Carlos Puigdemont y su siniestro abogado, Gonzalo Boye, dicen que han ganado. Sí y no. Han perdido, por cuanto la jueza belga ha dicho que el juez Pablo Llarena estaba haciendo las cosas bien y tiene competencia para solicitar la extradición de este personaje esquivo y cobardón que, en lugar de hacer como su compañero Junqueras, quien tuvo la valentía de quedarse en España y enfrentarse al tribunal, salió hacia Centroeuropa como alma que lleva el diablo.
Ahora queda lo bueno: solicitar, de nuevo, la extradición del eurodiputado Puigdemont, que aún se tiene que conceder, y que pase un tiempo antes de decidir si se somete o no a la justicia española. Y encima se crece: asegura que nunca volverá a España rendido. No, rendido no, sólo huido.

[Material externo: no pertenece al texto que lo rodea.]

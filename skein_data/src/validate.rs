//! Load-time validation of world invariants.
//!
//! Each function checks one invariant family and pushes human-readable
//! messages; [`validate_game_state`] runs them all and aggregates. A world
//! that fails validation never reaches the engine.
//!
//! One asymmetry is deliberate: a location that lists an item whose
//! `location` field points elsewhere is an error, while an item that
//! claims a location which doesn't list it back is only logged — stale
//! listings mislead scope queries, missing listings are repaired by the
//! first relocation.

use crate::defs::GameState;
use crate::ids::{ActorId, ItemId, LocationId, PLAYER_ID, parse_exit_slot};

use log::warn;
use std::collections::BTreeMap;
use std::fmt;

/// The world fails structural invariants. Carries every message found so
/// authors can fix a batch at once.
#[derive(Debug, Clone, PartialEq, Eq)]
pub struct ValidationError {
    pub errors: Vec<String>,
}

impl fmt::Display for ValidationError {
    fn fmt(&self, f: &mut fmt::Formatter<'_>) -> fmt::Result {
        writeln!(f, "found {} validation error(s) in game state:", self.errors.len())?;
        for err in &self.errors {
            writeln!(f, "  - {err}")?;
        }
        Ok(())
    }
}

impl std::error::Error for ValidationError {}

/// Run every validator; `Ok` means the §3.3 invariants all hold.
///
/// # Errors
/// [`ValidationError`] aggregating every message from every validator.
pub fn validate_game_state(state: &GameState) -> Result<(), ValidationError> {
    let mut errors = Vec::new();
    let registry = build_registry(state, &mut errors);

    validate_metadata(state, &mut errors);
    validate_references(state, &registry, &mut errors);
    validate_item_locations(state, &registry, &mut errors);
    validate_list_consistency(state, &mut errors);
    validate_inventory_consistency(state, &mut errors);
    validate_container_cycles(state, &mut errors);
    validate_door_placement(state, &mut errors);
    validate_lock_coherence(state, &mut errors);

    if errors.is_empty() {
        Ok(())
    } else {
        Err(ValidationError { errors })
    }
}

Ahora bien, al mismo tiempo, la justicia belga insulta a España. Asegura que el gobierno de aquel país podría negar la extradición si considera que en España se van a vulnerar los sagrados derechos del señor Puigdemont.
¿Pero esto qué es? Un socio de la Unión pone en solfa las garantías jurídicas de España y, ahora solo faltaba que, en efecto, Bruselas decidiera que España no es de fiar y que el pobrecito Puchi tiene que permanecer en Bélgica.
Todo ello después de que los alemanes nos hayan insultado en el mismo sentido y esta vez no por boca de una juez, sino por boca de una ministra, quien también dudaba de si se respetaron los derechos de Puchi en Madrid. Con estos amigos no hacen falta enemigos.
Añadir que la euroorden se ha demostrado incompetente para perseguir al delincuente en Europa. Debiera ser un instrumento de uso inmediato. O nos fiamos de nuestros socios o no nos fiamos. Si el delincuente viene de España, por ejemplo, en Europa se ponen de su parte frente a los españoles. No me extraña que Puchi se sienta muy crecido. Si fuera un asesino, un violador o un narcotraficante se sentiría exactamente igual.